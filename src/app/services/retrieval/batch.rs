//! Concurrent batch retrieval
//!
//! Each fetch runs on tokio's blocking pool; pacing is left to the page
//! source. The batch is all-or-nothing: the first failed fetch fails the
//! whole batch and fetches that have not started yet are skipped. Documents
//! come back in target order.

use super::{ChecklistTarget, FetchedDocument, PageSource};
use crate::{Error, Result};
use futures::future::try_join_all;
use indicatif::{ProgressBar, ProgressStyle};
use std::sync::Arc;
use std::sync::atomic::{AtomicBool, Ordering};
use tracing::{debug, info};

/// Create the progress bar shown while a batch downloads
pub fn create_retrieval_progress_bar(total: u64) -> ProgressBar {
    let pb = ProgressBar::new(total);
    pb.set_style(
        ProgressStyle::default_bar()
            .template("{spinner:.green} [{elapsed_precise}] [{bar:40.cyan/blue}] {pos}/{len} {msg}")
            .unwrap_or_else(|_| ProgressStyle::default_bar())
            .progress_chars("#>-"),
    );
    pb.set_message("Retrieving checklists...");
    pb
}

/// Retrieve every target
///
/// # Errors
///
/// Returns the first retrieval error, or `Error::ProcessingInterrupted` if a
/// worker task panicked or was cancelled.
pub async fn retrieve_batch(
    source: Arc<dyn PageSource>,
    targets: Vec<ChecklistTarget>,
    progress: Option<ProgressBar>,
) -> Result<Vec<FetchedDocument>> {
    info!("Retrieving {} checklist page(s)", targets.len());
    let failed = Arc::new(AtomicBool::new(false));

    let tasks = targets.into_iter().map(|target| {
        let source = Arc::clone(&source);
        let failed = Arc::clone(&failed);
        let progress = progress.clone();

        async move {
            let handle = tokio::task::spawn_blocking(move || {
                if failed.load(Ordering::Acquire) {
                    debug!("Skipping {} after an earlier failure", target.identifier);
                    return Ok(None);
                }
                let html = source.fetch(&target.url).inspect_err(|_| {
                    failed.store(true, Ordering::Release);
                })?;
                debug!("Retrieved {} ({} bytes)", target.identifier, html.len());
                Ok::<_, Error>(Some(FetchedDocument {
                    identifier: target.identifier,
                    url: target.url,
                    html,
                }))
            });

            let document = handle.await.map_err(|e| {
                Error::processing_interrupted(format!("retrieval task failed: {}", e))
            })??;

            if let (Some(pb), Some(document)) = (&progress, &document) {
                pb.inc(1);
                pb.set_message(format!("Retrieved {}", document.identifier));
            }
            Ok::<_, Error>(document)
        }
    });

    // Skipped fetches yield `None`; the failure that caused them is the error
    let result = try_join_all(tasks).await.and_then(|documents| {
        documents
            .into_iter()
            .collect::<Option<Vec<_>>>()
            .ok_or_else(|| Error::processing_interrupted("batch aborted after a failed fetch"))
    });

    if let Some(pb) = &progress {
        match &result {
            Ok(documents) => pb.finish_with_message(format!("Retrieved {} checklists", documents.len())),
            Err(_) => pb.abandon_with_message("Retrieval failed"),
        }
    }

    result
}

▶ Your assignment
Word for word, transcribe all of the material.

▶ Answer section
filename src/app/services/retrieval/batch.rs
//! Concurrent batch retrieval
//!
//! Each fetch runs on tokio's blocking pool; pacing is left to the page
//! source. The batch is all-or-nothing: the first failed fetch fails the
//! whole batch and fetches that have not started yet are skipped. Documents
//! come back in target order.

use super::{ChecklistTarget, FetchedDocument, PageSource};
use crate::{Error, Result};
use futures::future::try_join_all;
use indicatif::{ProgressBar, ProgressStyle};
use std::sync::Arc;
use std::sync::atomic::{AtomicBool, Ordering};
use tracing::{debug, info};

/// Create the progress bar shown while a batch downloads
pub fn create_retrieval_progress_bar(total: u64) -> ProgressBar {
    let pb = ProgressBar::new(total);
    pb.set_style(
        ProgressStyle::default_bar()
            .template("{spinner:.green} [{elapsed_precise}] [{bar:40.cyan/blue}] {pos}/{len} {msg}")
            .unwrap_or_else(|_| ProgressStyle::default_bar())
            .progress_chars("#>-"),
    );
    pb.set_message("Retrieving checklists...");
    pb
}

/// Retrieve every target
///
/// # Errors
///
/// Returns the first retrieval error, or `Error::ProcessingInterrupted` if a
/// worker task panicked or was cancelled.
pub async fn retrieve_batch(
    source: Arc<dyn PageSource>,
    targets: Vec<ChecklistTarget>,
    progress: Option<ProgressBar>,
) -> Result<Vec<FetchedDocument>> {
    info!("Retrieving {} checklist page(s)", targets.len());
    let failed = Arc::new(AtomicBool::new(false));

    let tasks = targets.into_iter().map(|target| {
        let source = Arc::clone(&source);
        let failed = Arc::clone(&failed);
        let progress = progress.clone();

        async move {
            let handle = tokio::task::spawn_blocking(move || {
                if failed.load(Ordering::Acquire) {
                    debug!("Skipping {} after an earlier failure", target.identifier);
                    return Ok(None);
                }
                let html = source.fetch(&target.url).inspect_err(|_| {
                    failed.store(true, Ordering::Release);
                })?;
                debug!("Retrieved {} ({} bytes)", target.identifier, html.len());
                Ok::<_, Error>(Some(FetchedDocument {
                    identifier: target.identifier,
                    url: target.url,
                    html,
                }))
            });

            let document = handle.await.map_err(|e| {
                Error::processing_interrupted(format!("retrieval task failed: {}", e))
            })??;

            if let (Some(pb), Some(document)) = (&progress, &document) {
                pb.inc(1);
                pb.set_message(format!("Retrieved {}", document.identifier));
            }
            Ok::<_, Error>(document)
        }
    });

    // Skipped fetches yield `None`; the failure that caused them is the error
    let result = try_join_all(tasks).await.and_then(|documents| {
        documents
            .into_iter()
            .collect::<Option<Vec<_>>>()
            .ok_or_else(|| Error::processing_interrupted("batch aborted after a failed fetch"))
    });

    if let Some(pb) = &progress {
        match &result {
            Ok(documents) => pb.finish_with_message(format!("Retrieved {} checklists", documents.len())),
            Err(_) => pb.abandon_with_message("Retrieval failed"),
        }
    }

    result
}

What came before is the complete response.